Department of Biology, Johns Hopkins University, Baltimore, MD 21218.
Department of Computer Science, Johns Hopkins University, Baltimore, MD 21218.
Proc Natl Acad Sci U S A. 2020 Sep 22;117(38):23606-23616. doi: 10.1073/pnas.1921473117. Epub 2020 Sep 8.
Phosphorylation sites are hyperabundant in the eukaryotic disordered proteome, suggesting that conformational fluctuations play a major role in determining to what extent a kinase interacts with a particular substrate. In biophysical terms, substrate selectivity may be determined not just by the structural-chemical complementarity between the kinase and its protein substrates but also by the free energy difference between the conformational ensembles that are, or are not, recognized by the kinase. To test this hypothesis, we developed a statistical-thermodynamics-based informatics framework, which allows us to probe for the contribution of equilibrium fluctuations to phosphorylation, as evaluated by the ability to predict Ser/Thr/Tyr phosphorylation sites in the disordered proteome. Essential to this framework is a decomposition of substrate sequence information into two types: vertical information encoding conserved kinase specificity motifs and horizontal information encoding substrate conformational equilibrium that is embedded, but often not apparent, within position-specific conservation patterns. We find not only that conformational fluctuations play a major role but also that they are the dominant contribution to substrate selectivity. In fact, the main substrate classifier distinguishing selectivity is the magnitude of change in local compaction of the disordered chain upon phosphorylation of these mostly singly phosphorylated sites. In addition to providing fundamental insights into the consequences of phosphorylation across the proteome, our approach provides a statistical-thermodynamic strategy for partitioning any sequence-based search into contributions from structural-chemical complementarity and those from changes in conformational equilibrium.

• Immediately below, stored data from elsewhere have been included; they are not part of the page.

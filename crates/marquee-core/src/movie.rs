//! Movie records

use chrono::{Datelike, NaiveDate};
use serde::{Deserialize, Serialize};

/// A stored movie row
#[derive(Debug, Clone, PartialEq, Eq, Serialize, Deserialize)]
pub struct Movie {
    pub movie_id: i64,
    pub title: String,
    pub release_date: Option<NaiveDate>,
    pub synopsis: Option<String>,
    pub rating: Option<i64>,
    /// Running time in minutes
    pub run_time: Option<i64>,
    pub category: Option<String>,
}

impl Movie {
    /// Year component of the release date, if one is recorded
    pub fn release_year(&self) -> Option<i32> {
        self.release_date.map(|d| d.year())
    }
}

/// Every mutable movie field. Used for both insert and full replacement.
#[derive(Debug, Clone, Default, PartialEq, Eq, Serialize, Deserialize)]
pub struct NewMovie {
    pub title: String,
    pub release_date: Option<NaiveDate>,
    pub synopsis: Option<String>,
    pub rating: Option<i64>,
    pub run_time: Option<i64>,
    pub category: Option<String>,
}

impl NewMovie {
    pub fn titled(title: impl Into<String>) -> Self {
        Self {
            title: title.into(),
            ..Default::default()
        }
    }

    pub fn into_movie(self, movie_id: i64) -> Movie {
        Movie {
            movie_id,
            title: self.title,
            release_date: self.release_date,
            synopsis: self.synopsis,
            rating: self.rating,
            run_time: self.run_time,
            category: self.category,
        }
    }
}

#[cfg(test)]
mod tests {
    use super::*;
    use serde_json::json;

    #[test]
    fn test_movie_serializes_date_as_plain_iso() {
        let movie = NewMovie {
            release_date: NaiveDate::from_ymd_opt(2020, 3, 14),
            ..NewMovie::titled("Pi Day")
        }
        .into_movie(7);

        let value = serde_json::to_value(&movie).unwrap();
        assert_eq!(value["movie_id"], json!(7));
        assert_eq!(value["release_date"], json!("2020-03-14"));
        assert_eq!(value["synopsis"], serde_json::Value::Null);
        assert_eq!(movie.release_year(), Some(2020));
    }
}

磷酸化位点在真核无序蛋白质组中极为丰富,这表明构象波动在很大程度上决定了激酶与特定底物相互作用的程度。从生物物理的角度来看,底物选择性可能不仅取决于激酶与其蛋白质底物之间的结构化学互补性,还取决于激酶识别或不识别的构象集合之间的自由能差异。为了验证这一假设,我们开发了一种基于统计热力学的信息学框架,该框架允许我们通过预测无序蛋白质组中丝氨酸/苏氨酸/酪氨酸磷酸化位点的能力来探测平衡波动对磷酸化的贡献。这个框架的关键是将底物序列信息分解为两种类型:垂直信息编码保守的激酶特异性基序,以及水平信息编码嵌入但通常不明显的底物构象平衡,它存在于位置特异性保守模式中。我们不仅发现构象波动起着重要作用,而且它们是底物选择性的主要贡献者。事实上,主要的区分选择性的底物分类器是这些主要单磷酸化位点磷酸化时无序链局部紧缩程度的变化幅度。除了为蛋白质组中磷酸化的结果提供基本的见解外,我们的方法还提供了一种统计热力学策略,可将任何基于序列的搜索分为结构化学互补性和构象平衡变化的贡献。